EXERCISE OBJECTIVE:
Search the records below for the word "ClipreelError", then return every line where it appears.

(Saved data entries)
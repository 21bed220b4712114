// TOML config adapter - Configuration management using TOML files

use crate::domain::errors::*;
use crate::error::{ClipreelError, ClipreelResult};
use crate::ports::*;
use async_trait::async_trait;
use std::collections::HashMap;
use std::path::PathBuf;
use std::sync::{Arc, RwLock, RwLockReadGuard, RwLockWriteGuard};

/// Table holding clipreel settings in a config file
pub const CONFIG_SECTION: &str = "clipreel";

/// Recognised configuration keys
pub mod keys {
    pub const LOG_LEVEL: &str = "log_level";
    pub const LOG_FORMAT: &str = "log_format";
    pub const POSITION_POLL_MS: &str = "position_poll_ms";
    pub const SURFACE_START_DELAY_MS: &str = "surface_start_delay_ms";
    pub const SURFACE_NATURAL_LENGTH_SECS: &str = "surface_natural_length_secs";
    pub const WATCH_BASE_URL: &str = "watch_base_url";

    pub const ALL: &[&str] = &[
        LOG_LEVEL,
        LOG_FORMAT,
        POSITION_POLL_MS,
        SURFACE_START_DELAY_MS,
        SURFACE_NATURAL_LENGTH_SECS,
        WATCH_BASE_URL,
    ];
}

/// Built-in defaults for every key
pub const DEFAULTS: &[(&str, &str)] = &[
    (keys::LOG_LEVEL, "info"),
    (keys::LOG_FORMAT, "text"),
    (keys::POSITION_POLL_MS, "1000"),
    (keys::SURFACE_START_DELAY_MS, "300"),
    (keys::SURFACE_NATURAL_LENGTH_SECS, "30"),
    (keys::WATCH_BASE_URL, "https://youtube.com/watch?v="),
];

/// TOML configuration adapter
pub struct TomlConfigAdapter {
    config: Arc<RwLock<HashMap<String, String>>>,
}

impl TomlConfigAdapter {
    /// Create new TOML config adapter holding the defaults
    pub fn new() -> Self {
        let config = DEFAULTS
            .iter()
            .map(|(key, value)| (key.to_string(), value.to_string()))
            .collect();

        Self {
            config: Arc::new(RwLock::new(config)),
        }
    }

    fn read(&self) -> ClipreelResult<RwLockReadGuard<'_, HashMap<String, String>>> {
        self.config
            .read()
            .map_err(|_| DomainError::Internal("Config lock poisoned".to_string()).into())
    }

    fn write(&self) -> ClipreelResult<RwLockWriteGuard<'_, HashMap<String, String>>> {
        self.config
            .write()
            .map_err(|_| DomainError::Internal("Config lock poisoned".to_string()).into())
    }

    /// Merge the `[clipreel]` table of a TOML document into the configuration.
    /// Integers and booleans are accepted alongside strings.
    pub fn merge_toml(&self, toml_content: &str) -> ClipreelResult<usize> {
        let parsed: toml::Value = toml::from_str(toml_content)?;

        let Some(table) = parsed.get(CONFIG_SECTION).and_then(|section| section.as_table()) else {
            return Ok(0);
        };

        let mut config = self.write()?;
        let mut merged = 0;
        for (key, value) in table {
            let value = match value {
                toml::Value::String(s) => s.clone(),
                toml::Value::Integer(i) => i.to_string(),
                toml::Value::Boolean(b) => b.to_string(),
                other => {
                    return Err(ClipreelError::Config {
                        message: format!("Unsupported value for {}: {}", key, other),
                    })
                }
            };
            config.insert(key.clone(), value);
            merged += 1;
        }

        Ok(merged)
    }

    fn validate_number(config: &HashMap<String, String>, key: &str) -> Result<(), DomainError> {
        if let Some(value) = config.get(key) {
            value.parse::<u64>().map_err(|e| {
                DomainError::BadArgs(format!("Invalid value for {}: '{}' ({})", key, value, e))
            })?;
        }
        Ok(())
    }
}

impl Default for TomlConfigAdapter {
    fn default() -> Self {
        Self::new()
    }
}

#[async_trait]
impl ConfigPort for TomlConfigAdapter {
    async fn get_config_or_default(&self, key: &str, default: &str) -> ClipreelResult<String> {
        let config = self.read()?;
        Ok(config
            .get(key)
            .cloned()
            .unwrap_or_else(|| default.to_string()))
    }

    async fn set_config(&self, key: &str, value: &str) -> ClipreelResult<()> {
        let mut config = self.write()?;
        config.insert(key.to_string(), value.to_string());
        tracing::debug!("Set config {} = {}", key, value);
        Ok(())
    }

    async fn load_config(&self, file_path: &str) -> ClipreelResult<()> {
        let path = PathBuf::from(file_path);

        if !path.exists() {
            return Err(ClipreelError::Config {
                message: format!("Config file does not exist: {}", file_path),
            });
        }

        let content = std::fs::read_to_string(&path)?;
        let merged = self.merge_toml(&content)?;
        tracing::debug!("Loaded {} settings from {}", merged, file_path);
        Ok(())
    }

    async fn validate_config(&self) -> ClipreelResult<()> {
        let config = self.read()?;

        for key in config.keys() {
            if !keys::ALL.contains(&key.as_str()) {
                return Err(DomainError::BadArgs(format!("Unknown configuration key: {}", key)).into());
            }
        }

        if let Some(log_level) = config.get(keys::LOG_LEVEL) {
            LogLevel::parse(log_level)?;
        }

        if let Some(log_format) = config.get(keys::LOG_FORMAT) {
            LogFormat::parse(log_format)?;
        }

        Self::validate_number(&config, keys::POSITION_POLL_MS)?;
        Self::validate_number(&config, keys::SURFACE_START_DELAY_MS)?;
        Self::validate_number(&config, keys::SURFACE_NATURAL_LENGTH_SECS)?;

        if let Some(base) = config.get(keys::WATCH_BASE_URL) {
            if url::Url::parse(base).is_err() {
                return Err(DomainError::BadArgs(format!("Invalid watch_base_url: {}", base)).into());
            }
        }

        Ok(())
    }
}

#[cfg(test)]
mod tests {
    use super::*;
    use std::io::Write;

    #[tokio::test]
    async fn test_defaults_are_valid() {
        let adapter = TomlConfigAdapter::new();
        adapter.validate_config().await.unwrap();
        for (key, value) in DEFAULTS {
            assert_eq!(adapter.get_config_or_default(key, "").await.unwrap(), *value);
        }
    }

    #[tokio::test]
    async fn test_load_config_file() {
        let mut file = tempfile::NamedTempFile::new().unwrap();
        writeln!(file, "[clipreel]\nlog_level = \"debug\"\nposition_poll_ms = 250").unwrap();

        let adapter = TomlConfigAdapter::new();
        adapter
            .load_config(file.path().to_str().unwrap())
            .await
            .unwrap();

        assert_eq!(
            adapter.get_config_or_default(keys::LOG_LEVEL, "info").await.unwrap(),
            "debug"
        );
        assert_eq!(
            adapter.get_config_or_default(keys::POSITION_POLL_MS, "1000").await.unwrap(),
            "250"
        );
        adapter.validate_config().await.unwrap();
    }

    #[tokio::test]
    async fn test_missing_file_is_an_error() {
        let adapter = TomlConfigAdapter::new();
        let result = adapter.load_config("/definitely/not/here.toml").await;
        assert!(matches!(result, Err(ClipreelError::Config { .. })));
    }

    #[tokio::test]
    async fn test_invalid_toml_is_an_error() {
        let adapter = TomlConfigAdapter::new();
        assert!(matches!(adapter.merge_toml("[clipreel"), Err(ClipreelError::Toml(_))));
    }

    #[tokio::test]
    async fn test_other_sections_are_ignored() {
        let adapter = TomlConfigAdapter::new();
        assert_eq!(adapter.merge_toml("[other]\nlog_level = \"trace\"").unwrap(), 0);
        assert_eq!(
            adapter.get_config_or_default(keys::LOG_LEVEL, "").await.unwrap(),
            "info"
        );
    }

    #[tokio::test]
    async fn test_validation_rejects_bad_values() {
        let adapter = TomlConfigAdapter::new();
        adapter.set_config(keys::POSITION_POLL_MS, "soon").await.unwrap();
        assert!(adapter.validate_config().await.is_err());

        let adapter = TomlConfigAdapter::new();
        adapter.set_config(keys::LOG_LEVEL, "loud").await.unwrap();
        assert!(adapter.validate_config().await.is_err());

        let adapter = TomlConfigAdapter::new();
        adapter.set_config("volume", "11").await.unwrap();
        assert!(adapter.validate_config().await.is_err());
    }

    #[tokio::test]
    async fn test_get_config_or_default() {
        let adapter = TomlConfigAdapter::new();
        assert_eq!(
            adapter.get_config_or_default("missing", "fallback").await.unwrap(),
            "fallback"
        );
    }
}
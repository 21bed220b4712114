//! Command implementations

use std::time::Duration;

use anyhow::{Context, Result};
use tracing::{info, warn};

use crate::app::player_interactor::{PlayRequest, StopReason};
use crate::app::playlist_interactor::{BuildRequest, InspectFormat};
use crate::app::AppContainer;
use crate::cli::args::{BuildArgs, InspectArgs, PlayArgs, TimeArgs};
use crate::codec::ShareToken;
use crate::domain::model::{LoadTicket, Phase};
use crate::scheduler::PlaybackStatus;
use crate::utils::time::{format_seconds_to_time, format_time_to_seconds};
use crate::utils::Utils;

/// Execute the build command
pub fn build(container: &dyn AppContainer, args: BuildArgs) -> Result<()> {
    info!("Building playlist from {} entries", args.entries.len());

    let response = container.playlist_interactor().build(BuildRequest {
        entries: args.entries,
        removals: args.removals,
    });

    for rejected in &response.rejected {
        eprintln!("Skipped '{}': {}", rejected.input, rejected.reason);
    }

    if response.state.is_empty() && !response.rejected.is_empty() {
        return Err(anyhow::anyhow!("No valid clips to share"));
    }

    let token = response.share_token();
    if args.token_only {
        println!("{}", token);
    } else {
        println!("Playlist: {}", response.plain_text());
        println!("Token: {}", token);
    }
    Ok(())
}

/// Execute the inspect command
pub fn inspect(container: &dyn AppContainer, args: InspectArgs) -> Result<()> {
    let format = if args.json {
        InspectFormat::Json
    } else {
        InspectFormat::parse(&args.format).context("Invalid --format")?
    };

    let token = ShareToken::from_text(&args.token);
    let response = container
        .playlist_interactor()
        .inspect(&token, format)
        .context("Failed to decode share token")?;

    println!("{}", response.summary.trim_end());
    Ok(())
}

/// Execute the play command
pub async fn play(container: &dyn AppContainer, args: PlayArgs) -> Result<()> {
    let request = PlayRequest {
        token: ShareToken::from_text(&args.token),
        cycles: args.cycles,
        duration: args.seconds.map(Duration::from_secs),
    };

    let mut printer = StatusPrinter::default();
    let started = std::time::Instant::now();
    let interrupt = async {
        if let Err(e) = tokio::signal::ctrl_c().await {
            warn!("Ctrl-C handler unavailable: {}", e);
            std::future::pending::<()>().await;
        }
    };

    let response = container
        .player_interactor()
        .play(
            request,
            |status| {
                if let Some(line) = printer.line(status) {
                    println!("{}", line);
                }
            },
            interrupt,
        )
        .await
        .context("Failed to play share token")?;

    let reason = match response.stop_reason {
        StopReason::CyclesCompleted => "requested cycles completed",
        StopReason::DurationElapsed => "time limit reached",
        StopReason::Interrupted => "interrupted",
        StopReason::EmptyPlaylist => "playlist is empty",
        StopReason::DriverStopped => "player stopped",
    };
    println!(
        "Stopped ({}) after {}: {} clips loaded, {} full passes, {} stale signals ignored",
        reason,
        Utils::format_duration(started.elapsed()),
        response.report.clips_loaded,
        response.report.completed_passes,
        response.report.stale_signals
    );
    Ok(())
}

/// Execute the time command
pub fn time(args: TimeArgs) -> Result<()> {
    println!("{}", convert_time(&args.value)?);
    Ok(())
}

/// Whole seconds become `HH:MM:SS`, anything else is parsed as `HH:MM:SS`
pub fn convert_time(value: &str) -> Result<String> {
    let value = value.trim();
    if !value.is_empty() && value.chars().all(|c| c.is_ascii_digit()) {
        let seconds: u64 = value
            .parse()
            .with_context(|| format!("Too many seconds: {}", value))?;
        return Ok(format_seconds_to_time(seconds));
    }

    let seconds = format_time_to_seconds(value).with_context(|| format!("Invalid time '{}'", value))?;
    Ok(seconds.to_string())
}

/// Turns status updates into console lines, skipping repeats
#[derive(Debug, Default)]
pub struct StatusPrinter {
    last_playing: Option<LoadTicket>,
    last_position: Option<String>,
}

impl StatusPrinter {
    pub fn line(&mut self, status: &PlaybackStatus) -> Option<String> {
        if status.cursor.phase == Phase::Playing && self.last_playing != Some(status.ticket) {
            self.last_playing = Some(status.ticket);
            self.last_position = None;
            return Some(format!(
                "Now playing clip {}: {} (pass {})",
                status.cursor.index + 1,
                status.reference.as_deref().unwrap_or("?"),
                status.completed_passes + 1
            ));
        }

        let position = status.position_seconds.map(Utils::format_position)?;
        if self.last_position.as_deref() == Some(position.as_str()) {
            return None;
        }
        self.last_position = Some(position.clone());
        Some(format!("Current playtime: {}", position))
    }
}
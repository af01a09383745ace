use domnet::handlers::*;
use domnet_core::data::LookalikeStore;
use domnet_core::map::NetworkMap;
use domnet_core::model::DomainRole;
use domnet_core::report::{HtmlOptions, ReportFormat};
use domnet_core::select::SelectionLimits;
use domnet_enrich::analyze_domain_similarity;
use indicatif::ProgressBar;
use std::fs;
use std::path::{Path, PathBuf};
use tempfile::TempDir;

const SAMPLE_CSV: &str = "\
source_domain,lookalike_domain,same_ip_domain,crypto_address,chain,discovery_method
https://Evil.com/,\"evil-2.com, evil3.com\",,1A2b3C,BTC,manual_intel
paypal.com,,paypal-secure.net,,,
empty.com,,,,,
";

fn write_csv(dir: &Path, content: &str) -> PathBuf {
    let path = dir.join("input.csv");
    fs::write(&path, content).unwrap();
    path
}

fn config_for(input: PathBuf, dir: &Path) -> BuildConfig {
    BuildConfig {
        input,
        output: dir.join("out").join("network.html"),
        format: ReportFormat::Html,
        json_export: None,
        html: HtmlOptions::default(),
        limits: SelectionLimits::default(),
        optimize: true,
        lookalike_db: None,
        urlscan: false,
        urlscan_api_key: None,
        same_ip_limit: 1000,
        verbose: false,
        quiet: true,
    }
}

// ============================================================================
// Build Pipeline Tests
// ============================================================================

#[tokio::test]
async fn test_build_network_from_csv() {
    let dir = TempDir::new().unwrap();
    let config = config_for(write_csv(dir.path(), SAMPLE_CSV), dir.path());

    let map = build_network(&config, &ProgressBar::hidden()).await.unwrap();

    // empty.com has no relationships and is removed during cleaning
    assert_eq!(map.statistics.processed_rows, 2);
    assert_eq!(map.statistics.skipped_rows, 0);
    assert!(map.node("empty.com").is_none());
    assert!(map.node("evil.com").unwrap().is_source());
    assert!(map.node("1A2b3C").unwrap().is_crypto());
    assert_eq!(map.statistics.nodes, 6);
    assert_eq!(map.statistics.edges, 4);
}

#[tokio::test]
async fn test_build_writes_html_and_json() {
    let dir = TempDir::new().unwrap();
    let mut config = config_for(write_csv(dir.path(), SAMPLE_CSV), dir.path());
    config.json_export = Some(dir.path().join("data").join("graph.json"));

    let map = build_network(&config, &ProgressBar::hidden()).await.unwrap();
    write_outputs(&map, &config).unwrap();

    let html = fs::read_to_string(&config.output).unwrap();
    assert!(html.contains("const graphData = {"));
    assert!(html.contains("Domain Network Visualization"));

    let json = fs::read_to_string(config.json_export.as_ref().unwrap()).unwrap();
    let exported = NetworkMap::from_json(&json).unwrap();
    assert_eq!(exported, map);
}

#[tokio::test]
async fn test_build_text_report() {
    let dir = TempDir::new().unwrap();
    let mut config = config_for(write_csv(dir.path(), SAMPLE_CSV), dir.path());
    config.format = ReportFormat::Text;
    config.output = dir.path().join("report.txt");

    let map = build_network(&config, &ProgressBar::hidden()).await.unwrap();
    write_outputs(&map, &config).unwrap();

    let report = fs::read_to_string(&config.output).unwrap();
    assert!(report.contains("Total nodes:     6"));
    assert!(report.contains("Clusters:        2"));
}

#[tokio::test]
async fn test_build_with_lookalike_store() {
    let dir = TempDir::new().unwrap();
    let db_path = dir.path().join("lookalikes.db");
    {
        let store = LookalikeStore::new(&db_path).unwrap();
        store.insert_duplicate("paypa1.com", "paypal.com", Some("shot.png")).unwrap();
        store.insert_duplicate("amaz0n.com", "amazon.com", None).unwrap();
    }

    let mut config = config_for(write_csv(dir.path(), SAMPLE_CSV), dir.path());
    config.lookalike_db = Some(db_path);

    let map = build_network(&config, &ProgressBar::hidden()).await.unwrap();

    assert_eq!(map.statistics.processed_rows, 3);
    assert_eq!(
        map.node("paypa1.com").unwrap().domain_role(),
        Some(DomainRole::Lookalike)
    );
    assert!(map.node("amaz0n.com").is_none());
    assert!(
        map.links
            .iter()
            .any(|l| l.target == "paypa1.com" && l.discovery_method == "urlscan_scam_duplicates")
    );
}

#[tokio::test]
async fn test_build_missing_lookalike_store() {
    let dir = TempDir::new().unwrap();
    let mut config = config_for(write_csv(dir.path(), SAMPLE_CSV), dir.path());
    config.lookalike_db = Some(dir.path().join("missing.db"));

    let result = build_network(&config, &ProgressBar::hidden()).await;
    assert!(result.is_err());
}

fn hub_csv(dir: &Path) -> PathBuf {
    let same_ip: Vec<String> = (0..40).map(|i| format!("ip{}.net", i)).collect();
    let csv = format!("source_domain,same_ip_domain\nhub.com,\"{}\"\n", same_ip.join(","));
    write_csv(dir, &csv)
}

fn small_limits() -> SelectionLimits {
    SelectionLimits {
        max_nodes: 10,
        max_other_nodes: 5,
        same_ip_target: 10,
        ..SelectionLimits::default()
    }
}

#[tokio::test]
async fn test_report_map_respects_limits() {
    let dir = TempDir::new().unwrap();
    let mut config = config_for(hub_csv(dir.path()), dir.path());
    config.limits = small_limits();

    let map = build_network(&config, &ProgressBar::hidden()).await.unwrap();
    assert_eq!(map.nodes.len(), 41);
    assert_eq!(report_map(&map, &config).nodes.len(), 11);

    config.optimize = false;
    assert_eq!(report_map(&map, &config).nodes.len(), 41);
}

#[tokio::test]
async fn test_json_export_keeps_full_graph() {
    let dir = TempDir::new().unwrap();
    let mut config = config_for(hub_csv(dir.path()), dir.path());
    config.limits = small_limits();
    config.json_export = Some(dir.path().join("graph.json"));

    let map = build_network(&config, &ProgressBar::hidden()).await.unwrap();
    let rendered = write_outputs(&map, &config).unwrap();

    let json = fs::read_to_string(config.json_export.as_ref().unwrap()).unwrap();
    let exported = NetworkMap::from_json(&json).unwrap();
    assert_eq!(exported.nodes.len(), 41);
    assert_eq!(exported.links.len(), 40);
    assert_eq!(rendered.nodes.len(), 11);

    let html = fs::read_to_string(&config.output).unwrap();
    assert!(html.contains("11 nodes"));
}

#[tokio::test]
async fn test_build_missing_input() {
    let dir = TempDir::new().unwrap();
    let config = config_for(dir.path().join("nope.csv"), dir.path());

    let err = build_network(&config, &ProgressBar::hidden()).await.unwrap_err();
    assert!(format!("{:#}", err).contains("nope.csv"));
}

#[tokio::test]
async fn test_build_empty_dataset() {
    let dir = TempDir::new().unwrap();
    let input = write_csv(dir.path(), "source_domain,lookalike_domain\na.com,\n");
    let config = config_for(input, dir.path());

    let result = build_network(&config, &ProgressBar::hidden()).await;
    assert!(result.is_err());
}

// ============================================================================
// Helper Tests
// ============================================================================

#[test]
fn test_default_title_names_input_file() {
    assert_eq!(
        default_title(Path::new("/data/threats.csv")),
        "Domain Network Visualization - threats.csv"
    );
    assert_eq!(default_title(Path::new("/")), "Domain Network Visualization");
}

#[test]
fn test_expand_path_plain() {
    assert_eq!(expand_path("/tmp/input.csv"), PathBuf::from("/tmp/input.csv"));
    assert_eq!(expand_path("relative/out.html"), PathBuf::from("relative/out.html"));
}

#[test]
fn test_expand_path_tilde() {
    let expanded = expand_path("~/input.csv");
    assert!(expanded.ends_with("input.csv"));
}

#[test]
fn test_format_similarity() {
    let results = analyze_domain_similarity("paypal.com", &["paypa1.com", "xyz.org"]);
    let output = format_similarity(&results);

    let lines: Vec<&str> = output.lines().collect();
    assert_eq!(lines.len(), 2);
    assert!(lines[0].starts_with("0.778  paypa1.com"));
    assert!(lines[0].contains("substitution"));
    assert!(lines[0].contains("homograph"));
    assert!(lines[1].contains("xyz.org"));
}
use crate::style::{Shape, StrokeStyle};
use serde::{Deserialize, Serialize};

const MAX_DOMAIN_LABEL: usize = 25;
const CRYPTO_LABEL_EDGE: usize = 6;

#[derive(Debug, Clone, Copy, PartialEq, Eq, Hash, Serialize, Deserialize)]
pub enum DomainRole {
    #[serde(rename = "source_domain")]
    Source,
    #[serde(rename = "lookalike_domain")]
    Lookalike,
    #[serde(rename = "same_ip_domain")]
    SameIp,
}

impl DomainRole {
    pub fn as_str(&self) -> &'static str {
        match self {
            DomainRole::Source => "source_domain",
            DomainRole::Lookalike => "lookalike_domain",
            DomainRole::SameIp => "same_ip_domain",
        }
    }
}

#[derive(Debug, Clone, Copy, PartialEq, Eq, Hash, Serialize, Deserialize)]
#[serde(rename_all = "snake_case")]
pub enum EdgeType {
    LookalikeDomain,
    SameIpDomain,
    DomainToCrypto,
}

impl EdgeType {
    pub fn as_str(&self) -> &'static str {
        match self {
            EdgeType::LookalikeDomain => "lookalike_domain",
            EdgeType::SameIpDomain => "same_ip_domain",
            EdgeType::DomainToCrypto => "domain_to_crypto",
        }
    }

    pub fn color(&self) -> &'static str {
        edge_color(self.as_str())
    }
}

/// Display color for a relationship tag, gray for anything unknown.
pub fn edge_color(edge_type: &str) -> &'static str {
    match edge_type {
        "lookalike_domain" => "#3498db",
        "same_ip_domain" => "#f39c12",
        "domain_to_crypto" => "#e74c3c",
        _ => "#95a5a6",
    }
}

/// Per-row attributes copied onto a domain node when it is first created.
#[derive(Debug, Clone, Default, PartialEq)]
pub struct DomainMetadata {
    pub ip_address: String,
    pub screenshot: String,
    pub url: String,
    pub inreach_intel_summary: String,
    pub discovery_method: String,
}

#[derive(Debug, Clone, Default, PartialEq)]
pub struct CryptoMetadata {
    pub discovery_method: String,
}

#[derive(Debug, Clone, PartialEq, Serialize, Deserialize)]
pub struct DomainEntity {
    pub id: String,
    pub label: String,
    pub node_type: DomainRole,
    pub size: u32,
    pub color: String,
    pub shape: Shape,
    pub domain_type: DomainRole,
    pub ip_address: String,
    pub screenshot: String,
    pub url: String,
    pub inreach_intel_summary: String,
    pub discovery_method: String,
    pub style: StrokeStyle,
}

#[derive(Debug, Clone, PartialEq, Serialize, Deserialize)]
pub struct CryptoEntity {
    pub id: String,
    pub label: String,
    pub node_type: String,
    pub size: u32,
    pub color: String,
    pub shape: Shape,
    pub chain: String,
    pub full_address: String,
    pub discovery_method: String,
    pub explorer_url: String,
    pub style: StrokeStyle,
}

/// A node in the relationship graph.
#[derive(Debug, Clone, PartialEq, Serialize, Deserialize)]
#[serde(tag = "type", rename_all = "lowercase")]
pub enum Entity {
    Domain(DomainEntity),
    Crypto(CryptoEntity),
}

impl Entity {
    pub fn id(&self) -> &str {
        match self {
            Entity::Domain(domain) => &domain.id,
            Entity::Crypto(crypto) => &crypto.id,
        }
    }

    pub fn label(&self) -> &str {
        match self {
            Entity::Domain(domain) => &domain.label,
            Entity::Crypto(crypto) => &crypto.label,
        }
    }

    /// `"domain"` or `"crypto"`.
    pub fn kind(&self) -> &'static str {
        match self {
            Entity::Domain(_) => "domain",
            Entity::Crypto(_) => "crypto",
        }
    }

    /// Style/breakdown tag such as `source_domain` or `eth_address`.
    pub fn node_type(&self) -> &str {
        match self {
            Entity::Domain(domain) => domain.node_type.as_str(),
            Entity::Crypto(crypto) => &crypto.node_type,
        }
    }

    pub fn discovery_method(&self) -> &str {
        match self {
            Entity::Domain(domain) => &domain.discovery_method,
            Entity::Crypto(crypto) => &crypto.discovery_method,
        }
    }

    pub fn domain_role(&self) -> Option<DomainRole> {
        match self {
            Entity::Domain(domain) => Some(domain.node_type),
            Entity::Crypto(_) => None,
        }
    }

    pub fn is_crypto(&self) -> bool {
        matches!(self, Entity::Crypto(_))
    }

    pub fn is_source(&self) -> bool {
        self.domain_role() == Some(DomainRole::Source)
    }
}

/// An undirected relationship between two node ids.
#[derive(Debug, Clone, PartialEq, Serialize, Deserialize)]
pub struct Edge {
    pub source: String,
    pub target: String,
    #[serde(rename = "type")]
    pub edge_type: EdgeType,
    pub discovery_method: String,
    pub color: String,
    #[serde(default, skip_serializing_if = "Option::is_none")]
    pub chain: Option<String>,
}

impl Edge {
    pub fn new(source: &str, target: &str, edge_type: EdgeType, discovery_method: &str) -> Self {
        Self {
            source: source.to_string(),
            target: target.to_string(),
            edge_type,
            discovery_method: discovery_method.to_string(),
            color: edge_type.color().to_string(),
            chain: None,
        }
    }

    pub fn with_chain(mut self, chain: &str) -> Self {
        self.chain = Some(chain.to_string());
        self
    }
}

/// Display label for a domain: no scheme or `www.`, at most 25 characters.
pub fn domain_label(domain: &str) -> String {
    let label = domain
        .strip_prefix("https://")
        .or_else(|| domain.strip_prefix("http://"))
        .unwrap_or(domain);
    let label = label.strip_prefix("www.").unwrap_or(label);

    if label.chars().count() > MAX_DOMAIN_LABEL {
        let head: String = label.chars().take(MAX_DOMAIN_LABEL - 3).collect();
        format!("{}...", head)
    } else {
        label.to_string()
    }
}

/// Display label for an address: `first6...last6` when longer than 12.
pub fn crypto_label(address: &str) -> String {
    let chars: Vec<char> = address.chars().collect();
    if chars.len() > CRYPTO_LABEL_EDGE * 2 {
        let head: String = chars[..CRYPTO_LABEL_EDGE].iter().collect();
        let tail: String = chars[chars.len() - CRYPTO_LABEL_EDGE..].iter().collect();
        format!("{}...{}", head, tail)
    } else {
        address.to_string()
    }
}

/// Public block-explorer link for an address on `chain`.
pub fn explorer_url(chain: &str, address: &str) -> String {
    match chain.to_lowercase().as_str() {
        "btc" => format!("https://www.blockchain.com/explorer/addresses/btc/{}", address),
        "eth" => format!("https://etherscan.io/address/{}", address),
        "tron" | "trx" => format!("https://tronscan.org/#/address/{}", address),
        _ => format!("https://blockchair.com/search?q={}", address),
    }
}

EXERCISE SOLUTION:
use crate::error::{ClipreelError, ClipreelResult};
                    return Err(ClipreelError::Config {
            return Err(ClipreelError::Config {
        assert!(matches!(result, Err(ClipreelError::Config { .. })));
        assert!(matches!(adapter.merge_toml("[clipreel"), Err(ClipreelError::Toml(_))));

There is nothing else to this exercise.